In simple language, schizophrenia may be described as a group of psychotic disorders characterized by withdrawal from reality, illogical thinking, delusions and hallucinations, with concomitant emotional, behavioral, or intellectual disturbances.
Criteria for diagnosis
According to DSM-IV (Diagnostic and Statistical Manual of Mental Disorders) three diagnostic criteria must be met in order to diagnose the patient with schizophrenia.
1. Characteristic symptoms
Two or more of the following:
c. disorganized behavior (e.g., dressing inappropriately, laughing or crying without a reason, etc.) or catatonic behavior characterized by periods of physical rigidity, negativism, or stupor
d. Disorganized speech
e. Negative symptoms such as restriction of emotional expression (blunted affect), inability or decline in speech (alogia), or lack or decline in motivation (avolition).
2. Social or occupational dysfunction
Marked decrease in functioning in social and occupational area such as work, interpersonal skills, or self-care for a significant period of time.
3. Significant duration
Continuation of the above disturbance and impairment for at least six months.
Signs and symptoms
Signs and symptoms of schizophrenia are associated with disturbances in the following areas:
1. Language and communication
The most prominent symptom in a schizophrenic patient is difficulty in communication. He seems to be unable to maintain a consistent train of thoughts and shifts from one idea or topic to another; and at times uses his own words or phrases. In severe cases complete incoherence of speech may be present.
2. Content of thought
Thoughts are severely distorted from reality. The patient often has fixed beliefs about people or things (delusions). He thinks that people are against him or going to harm him or poison him. Also, he thinks that certain things are related to him, e.g., he might think that a television program has a special message for him or is conveying something about him.
3. Disturbance of perception
Disturbance of perception are collectively called hallucinations. They have following subtypes
a. Auditory hallucinations, e.g., hearing voices speaking to him or about him.
b. Visual hallucinations, e.g., seeing people or things which are not there.
c. Tactile hallucinations (false perception of movement or sensation), e.g., feeling electric impulses or animals crawling on skin.
d. Olfactory hallucinations, e.g., smelling poison or gas in the room.
4. Disturbance in impulse control
Such patients have little voluntary control over their activity in acutely ill state. They often show highly impulsive behavior, e.g., throwing things without any provocation, or even display suicidal or homicidal acts.
5. Disturbances of mood
In the early stages, mood may be very labile, shifting rapidly from joyfulness to sorrow for no obvious reason. But later on, invariably the mood is inappropriate to actual situation.

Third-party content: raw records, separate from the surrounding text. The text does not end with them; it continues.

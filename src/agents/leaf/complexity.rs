//! Complexity classification and the subtask-type catalogue per tier.
//!
//! Classification is a pure function of the task's requirement count and
//! priority. Keywords in the task text may pull in types that the tier
//! alone would not include, up to the tier's keyword allowance.

use std::collections::BTreeSet;

use serde::{Deserialize, Serialize};

use crate::config::ComplexityThresholds;
use crate::task::{Priority, SubtaskKind, Task};

/// Complexity tier of a task.
///
/// Ordered: `Simple < Medium < Complex < Critical`.
#[derive(Debug, Clone, Copy, PartialEq, Eq, Hash, PartialOrd, Ord, Serialize, Deserialize)]
#[serde(rename_all = "snake_case")]
pub enum Complexity {
    Simple,
    Medium,
    Complex,
    Critical,
}

impl Complexity {
    /// Classify a task.
    ///
    /// # Rules
    /// 1. Tier from requirement count (medium, complex and critical minimums)
    /// 2. HIGH or CRITICAL priority with enough requirements escalates one tier
    /// 3. CRITICAL priority is never classified below medium
    pub fn classify(task: &Task, thresholds: &ComplexityThresholds) -> Self {
        let n = task.requirements().len();
        let mut tier = if n >= thresholds.critical_min_requirements {
            Self::Critical
        } else if n >= thresholds.complex_min_requirements {
            Self::Complex
        } else if n >= thresholds.medium_min_requirements {
            Self::Medium
        } else {
            Self::Simple
        };

        if n >= thresholds.escalation_min_requirements && task.priority() >= Priority::High {
            tier = tier.escalate();
        }
        if task.priority() == Priority::Critical {
            tier = tier.max(Self::Medium);
        }
        tier
    }

    /// One tier up, capped at `Critical`.
    pub fn escalate(self) -> Self {
        match self {
            Self::Simple => Self::Medium,
            Self::Medium => Self::Complex,
            Self::Complex | Self::Critical => Self::Critical,
        }
    }

    /// Types every task of this tier is decomposed into.
    pub fn base_kinds(self) -> &'static [SubtaskKind] {
        use SubtaskKind::*;
        match self {
            Self::Simple => &[Analysis, Implementation, Testing],
            Self::Medium => &[Analysis, Design, Implementation, Testing],
            Self::Complex => &[
                Analysis,
                Design,
                Setup,
                Implementation,
                Integration,
                Testing,
                Documentation,
            ],
            Self::Critical => &[
                Analysis,
                Design,
                Setup,
                Implementation,
                Integration,
                Testing,
                Optimization,
                Documentation,
            ],
        }
    }

    /// How many types keywords may add on top of [`base_kinds`](Self::base_kinds).
    ///
    /// Keeps simple and medium plans at most one type above their base.
    pub fn keyword_allowance(self) -> usize {
        match self {
            Self::Simple | Self::Medium => 1,
            Self::Complex | Self::Critical => usize::MAX,
        }
    }

    /// Whether implementation is split into a core and an interface part.
    pub fn splits_implementation(self) -> bool {
        self >= Self::Complex
    }

    pub fn as_str(&self) -> &'static str {
        match self {
            Self::Simple => "simple",
            Self::Medium => "medium",
            Self::Complex => "complex",
            Self::Critical => "critical",
        }
    }
}

impl std::fmt::Display for Complexity {
    fn fmt(&self, f: &mut std::fmt::Formatter<'_>) -> std::fmt::Result {
        f.write_str(self.as_str())
    }
}

/// Keyword stems that pull a type into a plan, matched case-insensitively
/// against the words of the title, description and requirements.
///
/// Stems of at least [`STEM_MIN_LEN`] letters match any word they start;
/// shorter ones only match whole words, so "docker" is not "doc".
const KEYWORDS: &[(SubtaskKind, &[&str])] = &[
    (SubtaskKind::Design, &["design", "architect", "interface"]),
    (
        SubtaskKind::Setup,
        &["setup", "environment", "config", "install", "deploy"],
    ),
    (
        SubtaskKind::Integration,
        &["integrat", "api", "apis", "webhook", "external"],
    ),
    (
        SubtaskKind::Documentation,
        &["doc", "docs", "document", "readme"],
    ),
    (
        SubtaskKind::Optimization,
        &["performance", "optimi", "cache", "caching", "latency"],
    ),
];

const STEM_MIN_LEN: usize = 5;

fn words(task: &Task) -> Vec<String> {
    let mut text = format!("{} {}", task.title(), task.description()).to_lowercase();
    for requirement in task.requirements() {
        text.push(' ');
        text.push_str(&requirement.to_lowercase());
    }
    text.split(|c: char| !c.is_alphanumeric())
        .filter(|w| !w.is_empty())
        .map(str::to_string)
        .collect()
}

fn stem_matches(word: &str, stem: &str) -> bool {
    word == stem || (stem.len() >= STEM_MIN_LEN && word.starts_with(stem))
}

/// Types requested by keywords, most-mentioned first.
///
/// Ties keep catalogue order.
fn keyword_hits(task: &Task) -> Vec<SubtaskKind> {
    let words = words(task);
    let mut hits: Vec<(usize, SubtaskKind)> = KEYWORDS
        .iter()
        .map(|(kind, stems)| {
            let count = words
                .iter()
                .filter(|w| stems.iter().any(|s| stem_matches(w, s)))
                .count();
            (count, *kind)
        })
        .filter(|(count, _)| *count > 0)
        .collect();
    // Stable sort keeps catalogue order among equal counts.
    hits.sort_by(|a, b| b.0.cmp(&a.0));
    hits.into_iter().map(|(_, kind)| kind).collect()
}

/// Types requested by keywords in the task text.
pub fn keyword_kinds(task: &Task) -> BTreeSet<SubtaskKind> {
    keyword_hits(task).into_iter().collect()
}

/// Final set of types for a task: the tier's base types plus at most
/// `tier.keyword_allowance()` keyword types.
pub fn select_kinds(task: &Task, tier: Complexity) -> BTreeSet<SubtaskKind> {
    let mut kinds: BTreeSet<SubtaskKind> = tier.base_kinds().iter().copied().collect();
    let extra: Vec<SubtaskKind> = keyword_hits(task)
        .into_iter()
        .filter(|kind| !kinds.contains(kind))
        .take(tier.keyword_allowance())
        .collect();
    kinds.extend(extra);
    kinds
}
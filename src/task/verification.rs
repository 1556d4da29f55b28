//! Verification results: scores, issues and the pass/fail decision.

use serde::{Deserialize, Serialize};
use uuid::Uuid;

use super::{ExecutionResultId, SubtaskId, SubtaskKind};

/// Namespace for deterministic verification ids.
const VERIFICATION_NAMESPACE: Uuid = Uuid::from_u128(0x6c1d_52a4_8f3e_4b0a_9d27_51e8_03aa_7c19);

/// Identifier of a verification result.
///
/// Derived from the referenced execution results, so verifying the same
/// result set twice yields the same id.
#[derive(Debug, Clone, Copy, PartialEq, Eq, Hash, Serialize, Deserialize)]
pub struct VerificationId(Uuid);

impl VerificationId {
    pub fn for_results(results: &[ExecutionResultId]) -> Self {
        let mut bytes = Vec::with_capacity(results.len() * 16);
        for id in results {
            bytes.extend_from_slice(id.as_uuid().as_bytes());
        }
        Self(Uuid::new_v5(&VERIFICATION_NAMESPACE, &bytes))
    }
}

impl std::fmt::Display for VerificationId {
    fn fmt(&self, f: &mut std::fmt::Formatter<'_>) -> std::fmt::Result {
        write!(f, "{}", self.0)
    }
}

/// Category of a problem found during verification.
#[derive(Debug, Clone, Copy, PartialEq, Eq, Hash, Serialize, Deserialize)]
#[serde(rename_all = "snake_case")]
pub enum IssueKind {
    /// The capability reported a failure for a subtask
    ExecutionFailed,
    /// The capability missed the subtask deadline
    Timeout,
    /// The subtask never ran because a dependency failed
    UpstreamFailed,
    /// Aggregate quality below the minimum
    LowQuality,
    /// Aggregate accuracy below the minimum
    LowAccuracy,
    /// Too many failed results
    ErrorRate,
    /// A subtask took much longer than estimated
    Performance,
    /// Nothing to verify
    NoResults,
}

/// How badly a threshold was missed.
///
/// Ordered: `Low < Medium < High < Critical`.
#[derive(Debug, Clone, Copy, PartialEq, Eq, Hash, PartialOrd, Ord, Serialize, Deserialize)]
#[serde(rename_all = "snake_case")]
pub enum Severity {
    Low,
    Medium,
    High,
    Critical,
}

impl Severity {
    /// Severity for missing `threshold` by `gap` (both positive).
    ///
    /// Relative miss: < 10% Low, < 25% Medium, < 50% High, else Critical.
    pub fn from_miss(gap: f64, threshold: f64) -> Self {
        let relative = if threshold > 0.0 { gap / threshold } else { 1.0 };
        if relative < 0.10 {
            Self::Low
        } else if relative < 0.25 {
            Self::Medium
        } else if relative < 0.50 {
            Self::High
        } else {
            Self::Critical
        }
    }
}

/// A single problem identified by the verifier.
#[derive(Debug, Clone, PartialEq, Serialize, Deserialize)]
pub struct Issue {
    pub kind: IssueKind,
    pub severity: Severity,
    pub description: String,
    /// Subtask the issue is attributed to, if any
    #[serde(default, skip_serializing_if = "Option::is_none")]
    pub subtask_id: Option<SubtaskId>,
    #[serde(default, skip_serializing_if = "Option::is_none")]
    pub subtask_kind: Option<SubtaskKind>,
}

impl Issue {
    pub fn new(kind: IssueKind, severity: Severity, description: impl Into<String>) -> Self {
        Self {
            kind,
            severity,
            description: description.into(),
            subtask_id: None,
            subtask_kind: None,
        }
    }

    pub fn for_subtask(mut self, id: SubtaskId, kind: SubtaskKind) -> Self {
        self.subtask_id = Some(id);
        self.subtask_kind = Some(kind);
        self
    }
}

impl std::fmt::Display for Issue {
    fn fmt(&self, f: &mut std::fmt::Formatter<'_>) -> std::fmt::Result {
        write!(f, "[{:?}/{:?}] {}", self.severity, self.kind, self.description)
    }
}

/// Result of verifying one set of execution results.
///
/// # Invariants
/// - `quality_score` and `accuracy_score` lie in [0.0, 1.0]
/// - An empty result set never passes
#[derive(Debug, Clone, PartialEq, Serialize, Deserialize)]
pub struct VerificationResult {
    pub id: VerificationId,
    pub result_ids: Vec<ExecutionResultId>,
    pub quality_score: f64,
    pub accuracy_score: f64,
    pub error_rate: f64,
    pub issues: Vec<Issue>,
    pub recommendations: Vec<String>,
    pub passed: bool,
}

impl VerificationResult {
    pub fn passed(&self) -> bool {
        self.passed
    }

    /// Issues of the given kind.
    pub fn issues_of(&self, kind: IssueKind) -> impl Iterator<Item = &Issue> {
        self.issues.iter().filter(move |i| i.kind == kind)
    }

    /// The most severe issue, if any.
    pub fn worst_severity(&self) -> Option<Severity> {
        self.issues.iter().map(|i| i.severity).max()
    }
}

More characteristically, the mood progressively becomes blunted or flat, i.e. there is a markedly reduced responsiveness or the patient does not show any emotional expression.
The DSM-IV-TR classified schizophrenia into five sub-types.
1. Disorganized type
Previously called hebephrenic schizophrenia, it is characterized by marked incoherence with blunted affect, like laughing or giggling without any reason. It has an early age of onset in a shy, withdrawn person. The course is progressive with a poor outcome. It represents a more severe disintegration of the personality.
2. Catatonic type
This is characterized by alternative periods of marked excitement and impulsive behavior and extreme withdrawal with stupor or mutism. These patients generally show negativism, rigidity, and posturing.
3. Paranoid type
This is characterized by marked persecutory delusions and occasionally grandiose delusions or delusion of jealousy. They often have auditory or visual hallucinations. Patients are generally very sensitive, fearful, argumentative, and easily provoked to anger.
4. Undifferentiated type
The patients of this type of schizophrenia do not fit into any other type because they have a mixed clinical picture. Features include grossly disordered behavior, delusions, hallucinations, thought disorders, and bizarre behavior characteristic of schizophrenic illness.
5. Residual type
These patients have a definite history of a schizophrenic illness in the past, but have no or very little positive symptoms at present. In practice, it is very difficult to diagnose the schizophrenia. It is not possible to come to the diagnosis in one meeting; instead, it may take months or even years to see if the pattern of illness fits into schizophrenia..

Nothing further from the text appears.